GAS: Star scheme to link Egypt and Israel

15 November 1996
MEED SPECIAL REPORT CAIRO SUMMIT

ONE project above all others is being publicised by the organisers of the Cairo conference, the Geneva-based World Economic Forum. This is the plan to build a pipeline to take gas from northeast Egypt to Gaza, Israel and Jordan. It is being promoted as an example of private/public sector co-operation, as well as a symbol of regional interconnections.

However, like so many other things, the project has been blighted by the fallout from the political storm that has broken out since the Israeli elections. Officials on both the Egyptian and the Israeli side profess that politics is irrelevant to what is basically a commercial negotiation. But the high-level political encouragement that was clear during the period of the Labour administration in Israel is now conspicuous by its absence.

The basic commercial and technical situation is unchanged: Israel will need imported gas from 2000 onwards, and Egypt is the closest and cheapest potential source. Nevertheless, both sides say they are looking at a range of alternatives.

Ron Croll, budget director of the Israeli Finance Ministry, told an Istanbul conference in October that one of the most attractive prospects would be to have a pipeline from the newly discovered and reportedly prolific Tabuk gas field in Saudi Arabia. Another possibility being considered is a combined gas and water pipeline from Turkey - the gas coming to Turkey from Russia or Turkmenistan.

Israel has also been looking at the possibility of importing liquefied natural gas (LNG). The prime source for this supply is Qatar, one of the few Gulf Arab states due to attend the Cairo conference. Israel signed a memorandum with Enron Development Corporation of the US at last year's Amman economic conference, covering the supply of 2 million tonnes a year of gas from Qatar. That agreement has since been cancelled, but Enron says it is still hopeful that the deal can be revived in the future. Israel could also import LNG from other sources outside the Middle East, such as Australia or Nigeria, but at greater cost.

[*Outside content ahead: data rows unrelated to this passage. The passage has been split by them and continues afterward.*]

//! Cluster timestamps.

use std::fmt;

use resumekey_codec::{DecodingResult, KeyDecode, KeyDecoder, KeyEncode, KeyEncoder};
use serde::{Deserialize, Serialize};

/// Logical cluster time: seconds plus an increment that orders events
/// within the same second.
#[derive(
    Debug, Clone, Copy, PartialEq, Eq, PartialOrd, Ord, Hash, Default, Serialize, Deserialize,
)]
pub struct Timestamp {
    /// Seconds component.
    pub secs: u32,
    /// Ordinal within the second.
    pub inc: u32,
}

impl Timestamp {
    /// Encoded size in a key.
    pub const ENCODED_LEN: usize = 8;

    /// Creates a timestamp.
    #[inline]
    #[must_use]
    pub const fn new(secs: u32, inc: u32) -> Self {
        Self { secs, inc }
    }

    /// Packs the timestamp into one integer with the same ordering.
    #[must_use]
    pub const fn as_u64(&self) -> u64 {
        ((self.secs as u64) << 32) | self.inc as u64
    }

    /// Unpacks a timestamp produced by [`Timestamp::as_u64`].
    #[must_use]
    pub const fn from_u64(value: u64) -> Self {
        Self {
            secs: (value >> 32) as u32,
            inc: value as u32,
        }
    }
}

impl fmt::Display for Timestamp {
    fn fmt(&self, f: &mut fmt::Formatter<'_>) -> fmt::Result {
        write!(f, "Timestamp({}, {})", self.secs, self.inc)
    }
}

impl KeyEncode for Timestamp {
    fn encode_key(&self, encoder: &mut KeyEncoder) {
        encoder.push_bytes(&self.as_u64().to_be_bytes());
    }
}

impl KeyDecode for Timestamp {
    fn decode_key(decoder: &mut KeyDecoder<'_>) -> DecodingResult<Self> {
        let bytes = decoder.read_array::<{ Timestamp::ENCODED_LEN }>()?;
        Ok(Self::from_u64(u64::from_be_bytes(bytes)))
    }
}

Egypt has been considering the option of subsea pipelines to Lebanon, Turkey or Greece, as well as exporting its gas as LNG.

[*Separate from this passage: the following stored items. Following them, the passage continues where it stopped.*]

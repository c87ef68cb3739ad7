//! Known-answer vectors for the token byte layout.
//!
//! The hex strings here are what other implementations must produce for
//! the same positions. They double as a regression guard on the layout.

use resumekey_codec::{Binary, Document, Value};
use resumekey_core::{Position, Timestamp, Uuid};
use serde::{Deserialize, Serialize};

/// A serialized token and what it should decode to.
#[derive(Debug, Clone, Serialize, Deserialize)]
pub struct TestVector {
    /// Unique identifier for this vector.
    pub id: String,
    /// Human-readable description.
    pub description: String,
    /// `_data` as lowercase hex.
    pub data_hex: String,
    /// `_typeBits` as lowercase hex, when present.
    pub type_bits_hex: Option<String>,
    /// Kind of error expected from parsing or decoding, if any.
    pub expected_error: Option<String>,
}

impl TestVector {
    fn ok(id: &str, description: &str, data_hex: &str, type_bits_hex: Option<&str>) -> Self {
        Self {
            id: id.into(),
            description: description.into(),
            data_hex: data_hex.into(),
            type_bits_hex: type_bits_hex.map(Into::into),
            expected_error: None,
        }
    }

    fn err(
        id: &str,
        description: &str,
        data_hex: &str,
        type_bits_hex: Option<&str>,
        error: &str,
    ) -> Self {
        Self {
            expected_error: Some(error.into()),
            ..Self::ok(id, description, data_hex, type_bits_hex)
        }
    }
}

const TS_1000_2: &str = "000003e800000002";

fn at_1000_2() -> Position {
    Position::from_cluster_time(Timestamp::new(1000, 2))
}

fn keyed(id: impl Into<Value>) -> Position {
    at_1000_2().with_document_key(Document::new().with("_id", id))
}

/// Positions paired with the vectors they must encode to.
pub fn position_vectors() -> Vec<(Position, TestVector)> {
    let no_uuid = format!("{TS_1000_2}00");
    let id_prefix = format!("{no_uuid}32055f696400");

    vec![
        (
            at_1000_2(),
            TestVector::ok("ts_only", "cluster time only", &no_uuid, None),
        ),
        (
            at_1000_2().with_uuid(Uuid::from_bytes([0x11; 16])),
            TestVector::ok(
                "ts_uuid",
                "cluster time and collection uuid",
                &format!("{TS_1000_2}01{}", "11".repeat(16)),
                None,
            ),
        ),
        (
            keyed(1),
            TestVector::ok(
                "id_int",
                "document key {_id: 1}, default representation",
                &format!("{id_prefix}18044c000000000000000004"),
                None,
            ),
        ),
        (
            keyed(1.0),
            TestVector::ok(
                "id_double",
                "document key {_id: 1.0} records a double",
                &format!("{id_prefix}18044c000000000000000004"),
                Some("02"),
            ),
        ),
        (
            keyed(Value::Int64(1)),
            TestVector::ok(
                "id_long",
                "document key {_id: NumberLong(1)} records a long",
                &format!("{id_prefix}18044c000000000000000004"),
                Some("01"),
            ),
        ),
        (
            keyed(-0.0),
            TestVector::ok(
                "id_negative_zero",
                "negative zero shares the zero key",
                &format!("{id_prefix}1704"),
                Some("03"),
            ),
        ),
        (
            keyed(-1),
            TestVector::ok(
                "id_negative",
                "negative magnitudes are complemented",
                &format!("{id_prefix}16fbb3ffffffffffffffff04"),
                None,
            ),
        ),
        (
            keyed(1.5),
            TestVector::ok(
                "id_fraction",
                "fraction bits follow the exponent",
                &format!("{id_prefix}18044c800000000000000004"),
                Some("02"),
            ),
        ),
        (
            keyed("a\0b"),
            TestVector::ok(
                "id_string_nul",
                "embedded NUL is escaped",
                &format!("{id_prefix}286100ff620004"),
                None,
            ),
        ),
        (
            keyed(Value::Null),
            TestVector::ok("id_null", "null key", &format!("{id_prefix}0a04"), None),
        ),
        (
            keyed(Binary::generic(vec![0xab])),
            TestVector::ok(
                "id_binary",
                "binary is length, subtype, payload",
                &format!("{id_prefix}46010100ab04"),
                None,
            ),
        ),
        (
            keyed(vec![Value::Bool(true), Value::Double(2.0)]),
            TestVector::ok(
                "id_array",
                "array of bool and double; type bits hold one double",
                &format!("{id_prefix}3c6518044d00000000000000000404"),
                Some("02"),
            ),
        ),
    ]
}

/// Serialized tokens that must be rejected, with the error kind.
pub fn corrupt_vectors() -> Vec<TestVector> {
    vec![
        TestVector::err("empty", "empty _data", "", None, "TruncatedBuffer"),
        TestVector::err("zeros", "five zero bytes", "0000000000", None, "TruncatedBuffer"),
        TestVector::err(
            "nonsense",
            "random bytes",
            "a5554d56ff",
            None,
            "TruncatedBuffer",
        ),
        TestVector::err(
            "bad_uuid_marker",
            "uuid marker other than 0 or 1",
            &format!("{TS_1000_2}07"),
            None,
            "UnknownTypeTag",
        ),
        TestVector::err(
            "trailing",
            "bytes after a complete position",
            &format!("{TS_1000_2}000a0a"),
            None,
            "TrailingBytes",
        ),
        TestVector::err(
            "leftover_type_bits",
            "type bits with no numbers to describe",
            &format!("{TS_1000_2}00"),
            Some("a5554d56ff"),
            "MalformedTypeBits",
        ),
        TestVector::err(
            "int32_overflow",
            "default representation cannot hold 2^40",
            &format!("{TS_1000_2}001804740000000000000000"),
            None,
            "MalformedTypeBits",
        ),
    ]
}

/// Generate all test vectors as JSON for cross-language use.
///
/// # Errors
///
/// Returns an error if serialization fails.
pub fn all_vectors_json() -> serde_json::Result<String> {
    let vectors = AllTestVectors {
        positions: position_vectors().into_iter().map(|(_, v)| v).collect(),
        corrupt: corrupt_vectors(),
    };
    serde_json::to_string_pretty(&vectors)
}

#[derive(Debug, Serialize, Deserialize)]
struct AllTestVectors {
    positions: Vec<TestVector>,
    corrupt: Vec<TestVector>,
}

The only one of these options being pursued on a practical level is the Egypt-Israel pipeline. The gas would come from fields discovered in the past two years by Amoco Corporation of the US and Agip of Italy, which operates in Egypt as the International Egyptian Oil Company (IEOC). By the early years of the next century, these fields are expected to be producing more than 500 million cubic feet a day (mcf/d).

By that time, new gas production from elsewhere in Egypt should be sufficient to bridge the gap between domestic supply and demand. Output is now about 1,400 mcf/d; industry sources say demand is roughly 1,600 mcf/d. The gap is currently dealt with by power stations burning oil instead of gas. The first new field to come on stream will be Obeiyed, operated by Shell Egypt in the Western Desert. It will produce 300 mcf/d from 1999. At around the same time, Repsol of Spain will bring on stream its nearby Khalda gas field at some 110 mcf/d.

Israel is planning to start consuming gas in 2000. It will start at a modest 600 million cubic metres a year (mcm/y) which is roughly 60 mcf/d, rising to 3,900 mcm/y in 2005.

At present, companies operating gas fields in Egypt give part of their production to the Egyptian General Petroleum Corporation (EGPC) free of charge, and sell the remainder, consisting of cost recovery and profit shares, at a price linked to crude oil prices. It is not yet clear whether the supplies to Israel would only consist of the companies' shares, or whether it will include some of EGPC's share.

Whatever the case, any pipeline work will have to wait until the two sides have signed a firm sales and purchase agreement. They have been discussing such an agreement for two years, but there has been no sign of significant progress, particularly since the election of Benjamin Netanyahu as Israel's prime minister.

On the Egyptian side, officials say they do not believe Israel will be ready to import gas in significant quantities much before 2005. But, in the absence of many other examples of co-operation between the two sides, the gas pipeline project is sure to receive considerable attention during the Cairo conference.